Brief:
Each line of the records below that contains "limits" needs to be copied.

*** Opening of Extracted material ***

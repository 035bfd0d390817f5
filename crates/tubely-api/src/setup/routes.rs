//! Route configuration and setup

use crate::handlers;
use crate::state::AppState;
use axum::{
    extract::DefaultBodyLimit,
    http::{HeaderValue, Method},
    routing::{get, put},
    Json, Router,
};
use std::sync::Arc;
use tower::ServiceBuilder;
use tower_http::cors::{Any, CorsLayer};
use tower_http::trace::TraceLayer;
use tubely_core::{AssetKind, Config};

/// Room for multipart boundaries and part headers on top of a file ceiling.
const MULTIPART_FRAMING_SLACK: u64 = 64 * 1024;

fn body_limit(file_limit: u64) -> DefaultBodyLimit {
    let limit = usize::try_from(file_limit.saturating_add(MULTIPART_FRAMING_SLACK))
        .unwrap_or(usize::MAX);
    DefaultBodyLimit::max(limit)
}

/// Setup all application routes
pub fn setup_routes(config: &Config, state: Arc<AppState>) -> Result<Router, anyhow::Error> {
    let cors = setup_cors(config)?;
    let limits = state.media.limits;

    let upload_routes = Router::new()
        .route(
            "/thumbnails/{id}",
            put(handlers::thumbnail_upload::upload_thumbnail)
                .layer(body_limit(limits.for_kind(AssetKind::Thumbnail))),
        )
        .route(
            "/videos/{id}",
            put(handlers::video_upload::upload_video)
                .layer(body_limit(limits.for_kind(AssetKind::Video))),
        );

    let asset_routes = Router::new()
        .route("/assets/{*key}", get(handlers::assets::get_asset))
        .route("/api/thumbnails/{id}", get(handlers::assets::get_thumbnail))
        .route("/api/videos/{id}", get(handlers::assets::get_video));

    let app = upload_routes
        .merge(asset_routes)
        .route("/health", get(handlers::health::health_check))
        .route(
            "/api/openapi.json",
            get(|| async { Json(crate::api_doc::get_openapi_spec()) }),
        )
        .merge(utoipa_rapidoc::RapiDoc::new("/api/openapi.json").path("/docs"))
        .layer(
            ServiceBuilder::new()
                .layer(TraceLayer::new_for_http())
                .layer(cors),
        )
        .with_state(state);

    Ok(app)
}

fn setup_cors(config: &Config) -> Result<CorsLayer, anyhow::Error> {
    let methods = [Method::GET, Method::PUT, Method::OPTIONS];
    let cors = if config.cors_origins().iter().any(|o| o == "*") {
        tracing::warn!("CORS configured to allow all origins - not recommended for production");
        CorsLayer::new()
            .allow_origin(Any)
            .allow_methods(methods)
            .allow_headers(Any)
    } else {
        let origins = config
            .cors_origins()
            .iter()
            .map(|o| o.parse::<HeaderValue>())
            .collect::<Result<Vec<_>, _>>()
            .map_err(|e| anyhow::anyhow!("Invalid CORS origin: {}", e))?;
        CorsLayer::new()
            .allow_origin(origins)
            .allow_methods(methods)
            .allow_headers(Any)
    };
    Ok(cors)
}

*** Close of Extracted material ***

Solution:
    let limits = state.media.limits;
                .layer(body_limit(limits.for_kind(AssetKind::Thumbnail))),
                .layer(body_limit(limits.for_kind(AssetKind::Video))),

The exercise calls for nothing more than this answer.